Bryophytes are widely believed to have evolved from complex green algae that invaded land around 500 million years ago. Bryophytes share some traits with green algae, such as motile sperm, similar photosynthetic pigments, and the general absence of vascular tissue. However, bryophytes have multicellular reproductive structures, whereas those of green algae are unicellular, and bryophytes are mostly terrestrial and have complex plant bodies, whereas the green algae are primarily aquatic and have less-complex forms.

Representative members

Division Bryophyta

Moss is a term erroneously applied to many different plants (Spanish moss, a flowering plant; Irish moss, a red alga; pond moss, filamentous algae; and reindeer moss, a lichen). True mosses are classified as the division Bryophyta.

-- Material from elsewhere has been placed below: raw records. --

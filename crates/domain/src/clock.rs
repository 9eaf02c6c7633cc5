//! # Clock（時刻プロバイダ）
//!
//! 一括登録で付与する `criadaEm` の時刻源。テストでは固定時刻を注入する。
//!
//! `criadaEm` はミリ秒精度に切り捨てて記録する（`2026-10-16T09:00:00.123Z`）。
//! システム時刻のナノ秒まではストアに書き込まない。

use chrono::{DateTime, SubsecRound, Utc};

/// 現在時刻を提供するトレイト
pub trait Clock: Send + Sync {
   fn now(&self) -> DateTime<Utc>;

   /// `criadaEm` に記録する時刻
   fn creation_timestamp(&self) -> DateTime<Utc> {
      self.now().trunc_subsecs(3)
   }
}

/// 実際のシステム時刻を返す実装
pub struct SystemClock;

impl Clock for SystemClock {
   fn now(&self) -> DateTime<Utc> {
      Utc::now()
   }
}

/// 固定時刻を返すテスト用実装
pub struct FixedClock {
   now: DateTime<Utc>,
}

impl FixedClock {
   pub fn new(now: DateTime<Utc>) -> Self {
      Self { now }
   }
}

impl Clock for FixedClock {
   fn now(&self) -> DateTime<Utc> {
      self.now
   }
}
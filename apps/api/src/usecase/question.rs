//! 問題登録・取得ユースケース

use std::sync::Arc;

use quizbank_domain::{
   clock::Clock,
   question::{IdAllocator, Question, StoredRecord, parse_bulk_text, validate_question},
};
use quizbank_infra::repository::QuestionRepository;
use serde_json::Value as JsonValue;
use tokio::sync::Mutex;

use crate::error::ApiError;

/// 問題登録・取得ユースケース
pub struct QuestionUseCaseImpl {
   repository: Arc<dyn QuestionRepository>,
   clock:      Arc<dyn Clock>,
   /// 読み込み → 採番 → 追記 を直列化する
   write_lock: Mutex<()>,
}

impl QuestionUseCaseImpl {
   pub fn new(repository: Arc<dyn QuestionRepository>, clock: Arc<dyn Clock>) -> Self {
      Self {
         repository,
         clock,
         write_lock: Mutex::new(()),
      }
   }

   /// ストア上の全レコードをファイル順に取得する
   ///
   /// 外部編集で形の崩れたレコードも書かれたとおりに返す。
   pub async fn list_questions(&self) -> Result<Vec<StoredRecord>, ApiError> {
      let snapshot = self.repository.read_all().await?;
      Ok(snapshot.records)
   }

   /// 問題を 1 件登録する
   ///
   /// 1. 候補を検証（ロック取得前）
   /// 2. ストアを読み込み、`max(id) + 1` を採番
   /// 3. 1 行追記
   pub async fn create_question(&self, input: &JsonValue) -> Result<Question, ApiError> {
      let draft = validate_question(input).map_err(ApiError::InvalidQuestion)?;

      let _guard = self.write_lock.lock().await;
      let snapshot = self.repository.read_all().await?;
      let mut allocator = IdAllocator::starting_after(snapshot.ids());

      let question = Question::new(allocator.allocate()?, draft, None);
      self.repository
         .append(std::slice::from_ref(&question))
         .await?;

      tracing::info!(id = %question.id(), "問題を登録しました");
      Ok(question)
   }

   /// 一括テキストの問題をまとめて登録する
   ///
   /// すべての行の検証に成功した場合のみ、1 回の追記で書き込む。
   /// いずれかの行が失敗した場合はストアに一切触れない。
   pub async fn bulk_insert(&self, texto: &str) -> Result<Vec<Question>, ApiError> {
      let drafts = parse_bulk_text(texto)?;

      let _guard = self.write_lock.lock().await;
      let snapshot = self.repository.read_all().await?;
      let mut allocator = IdAllocator::starting_after(snapshot.ids());
      let created_at = self.clock.creation_timestamp();

      let batch = drafts
         .into_iter()
         .map(|draft| -> Result<Question, ApiError> {
            Ok(Question::new(allocator.allocate()?, draft, Some(created_at)))
         })
         .collect::<Result<Vec<_>, _>>()?;
      self.repository.append(&batch).await?;

      tracing::info!(count = batch.len(), "問題を一括登録しました");
      Ok(batch)
   }
}
//! # QuizBank API サーバー
//!
//! クイズ問題を JSONL ファイルに蓄積し、HTTP で登録・取得する API。
//!
//! ```text
//! Client ──x-api-key──▶ handler ──▶ usecase ──▶ QuestionRepository ──▶ perguntas.jsonl
//!                                     │
//!                                     └─ Validator / IdAllocator（domain）
//! ```
//!
//! ## モジュール構成
//!
//! - [`app_builder`] - State の初期化とルーター構築
//! - [`config`] - アプリケーション設定（環境変数からの読み込み）
//! - [`error`] - API エラー定義と HTTP レスポンスへの変換
//! - [`handler`] - HTTP リクエストハンドラ
//! - [`middleware`] - API キー検証
//! - [`usecase`] - 登録・取得のオーケストレーション

pub mod app_builder;
pub mod config;
pub mod error;
pub mod handler;
pub mod middleware;
pub mod usecase;

pub use app_builder::{build_app, build_router};
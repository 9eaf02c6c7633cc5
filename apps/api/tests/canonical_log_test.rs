//! # リクエストログ統合テスト
//!
//! ルーター全体を通したリクエストが、本番と同じ JSON 形式で
//! canonical log line を 1 行残すことを検証する。

use std::sync::{Arc, Mutex};

use axum::{
   Router,
   body::Body,
   http::{Request, StatusCode},
};
use pretty_assertions::assert_eq;
use quizbank_api::{build_app, config::AppConfig, middleware::API_KEY_HEADER};
use serde_json::Value;
use tempfile::TempDir;
use tower::ServiceExt;
use tracing_subscriber::fmt::MakeWriter;

const API_KEY: &str = "chave-de-teste";

#[derive(Clone, Default)]
struct LogBuffer(Arc<Mutex<Vec<u8>>>);

impl std::io::Write for LogBuffer {
   fn write(&mut self, buf: &[u8]) -> std::io::Result<usize> {
      self.0.lock().unwrap().extend_from_slice(buf);
      Ok(buf.len())
   }

   fn flush(&mut self) -> std::io::Result<()> {
      Ok(())
   }
}

impl<'a> MakeWriter<'a> for LogBuffer {
   type Writer = Self;

   fn make_writer(&'a self) -> Self::Writer {
      self.clone()
   }
}

impl LogBuffer {
   /// `log.type = canonical` の行のみ
   fn canonical_lines(&self) -> Vec<Value> {
      let bytes = self.0.lock().unwrap().clone();
      String::from_utf8(bytes)
         .unwrap()
         .lines()
         .map(|line| serde_json::from_str::<Value>(line).unwrap())
         .filter(|line| line["log.type"] == "canonical")
         .collect()
   }
}

fn setup() -> (TempDir, Router) {
   let dir = tempfile::tempdir().unwrap();
   let config = AppConfig {
      host:       "127.0.0.1".to_string(),
      port:       0,
      api_key:    API_KEY.to_string(),
      store_path: dir.path().join("perguntas.jsonl"),
   };
   let router = build_app(&config);
   (dir, router)
}

async fn send_logged(router: Router, request: Request<Body>) -> (StatusCode, Vec<Value>) {
   let buffer = LogBuffer::default();
   let subscriber = tracing_subscriber::fmt()
      .json()
      .flatten_event(true)
      .with_max_level(tracing::Level::INFO)
      .with_writer(buffer.clone())
      .finish();
   let _guard = tracing::subscriber::set_default(subscriber);

   let status = router.oneshot(request).await.unwrap().status();

   (status, buffer.canonical_lines())
}

#[tokio::test]
async fn test_apiキーで拒否されたリクエストもrequest_id付きで1行記録される() {
   let (_dir, router) = setup();
   let request = Request::builder()
      .uri("/perguntas")
      .header("x-request-id", "req-sem-chave")
      .body(Body::empty())
      .unwrap();

   let (status, lines) = send_logged(router, request).await;

   assert_eq!(status, StatusCode::FORBIDDEN);
   assert_eq!(lines.len(), 1);
   let line = &lines[0];
   assert_eq!(line["http.method"], "GET");
   assert_eq!(line["http.path"], "/perguntas");
   assert_eq!(line["http.status_code"], 403);
   assert_eq!(line["http.outcome"], "rejected");
   assert_eq!(line["span"]["request_id"], "req-sem-chave");
}

#[tokio::test]
async fn test_受け付けたリクエストはokとして記録される() {
   let (_dir, router) = setup();
   let request = Request::builder()
      .uri("/perguntas")
      .header(API_KEY_HEADER, API_KEY)
      .body(Body::empty())
      .unwrap();

   let (status, lines) = send_logged(router, request).await;

   assert_eq!(status, StatusCode::OK);
   assert_eq!(lines.len(), 1);
   assert_eq!(lines[0]["http.status_code"], 200);
   assert_eq!(lines[0]["http.outcome"], "ok");
}
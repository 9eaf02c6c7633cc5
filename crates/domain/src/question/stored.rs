//! # ストア上のレコード
//!
//! ストアの 1 行を JSON として解釈したもの。追記時の検証を経ていない行
//! （手作業での編集など）もそのまま保持し、一覧には書かれたとおりに返す。
//!
//! ID は採番の基準になるため寛容に読み取る。
//!
//! | `id` の値 | 読み取り結果 |
//! |-----------|--------------|
//! | `5` | 5 |
//! | `"5"`, `" 5 "` | 5 |
//! | `4.2`, `"4.2"` | 5（切り上げ） |
//! | 負数・真偽値・null・欠落・オブジェクト | なし |

use serde::{Deserialize, Serialize};
use serde_json::Value as JsonValue;

use super::{Question, QuestionId};

/// ストアから読み戻した 1 行
#[derive(Debug, Clone, PartialEq, Eq, Serialize, Deserialize)]
#[serde(transparent)]
pub struct StoredRecord(JsonValue);

impl StoredRecord {
   pub fn new(value: JsonValue) -> Self {
      Self(value)
   }

   /// 追記したレコードをストア上と同じ形で表現する
   pub fn from_question(question: &Question) -> Result<Self, serde_json::Error> {
      serde_json::to_value(question).map(Self)
   }

   pub fn as_json(&self) -> &JsonValue {
      &self.0
   }

   /// 採番の基準として数える ID
   pub fn id(&self) -> Option<QuestionId> {
      let id = match self.0.get("id")? {
         JsonValue::Number(n) => n.as_u64().or_else(|| n.as_f64().and_then(ceil_to_u64)),
         JsonValue::String(s) => {
            let s = s.trim();
            s.parse::<u64>()
               .ok()
               .or_else(|| s.parse::<f64>().ok().and_then(ceil_to_u64))
         }
         _ => None,
      };
      id.map(QuestionId::new)
   }

   /// 形が整っていれば [`Question`] として読む
   pub fn to_question(&self) -> Result<Question, serde_json::Error> {
      Question::deserialize(&self.0)
   }
}

/// 非負の有限値を切り上げる（`u64` を超える値は上限に丸める）
fn ceil_to_u64(value: f64) -> Option<u64> {
   (value.is_finite() && value >= 0.0).then(|| value.ceil() as u64)
}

The moss gametophyte possesses leaflike structures (phyllids) that usually are a single cell layer thick, have a costa (midrib), and are spirally arranged on a stemlike axis (caulid). The moss gametophyte is an independent plant and is the familiar, erect leafy shoot. Multicellular rhizoids anchor the gametophyte to the substrate. The sporophyte plant develops from the tip of the fertile leafy shoot. After repeated cell divisions, the young sporophyte (embryo) transforms into a mature sporophyte consisting of foot, elongate seta, and capsule. The capsule is often covered by a calyptra, which is the enlarged remains of the archegonium. The capsule is capped by an operculum (lid), which falls off, exposing a ring of teeth (the peristome) that regulates the dispersal of spores.

Division Marchantiophyta

Liverworts, the second major division of nonvascular plants, are found in the same types of habitat as mosses, and species of the two classes are often intermingled on the same site. The curious name liverwort is a relic of the medieval belief in the doctrine of signatures, which held that the external form of a plant provided a clue to which diseased body organ could be cured by a preparation made from that particular plant. There are two types of liverworts (also called hepatics) based on reproductive features and thallus structure. The more numerous leafy liverworts superficially resemble mosses, but most notably differ in having lobed or divided leaves that are without a midrib and are positioned in three rows. Thalloid (thallose) liverworts have a ribbonlike, or strap-shaped, body that grows flat on the ground. They have a high degree of internal structural differentiation into photosynthetic and storage zones. Liverwort gametophytes have unicellular rhizoids. Liverworts have an alternation of generations similar to that of mosses, and, as with mosses, the gametophyte generation is dominant. The sporophytes, however, are not microscopic and are often borne on specialized structures. They sometimes resemble small umbrellas and are called antheridiophores and archegoniophores.

Division Anthocerotophyta

The third division of bryophytes comprises the hornworts, a minor group numbering fewer than 100 species. The gametophyte is a small ribbonlike thallus that resembles a thallose liverwort. The name hornwort is derived from the unique slender, upright sporophytes, which are about 3–4 cm (1.2–1.6 inches) long at maturity and dehisce longitudinally into two valves that twist in response to changing humidity, thereby releasing spores in small numbers over a fairly long period of time.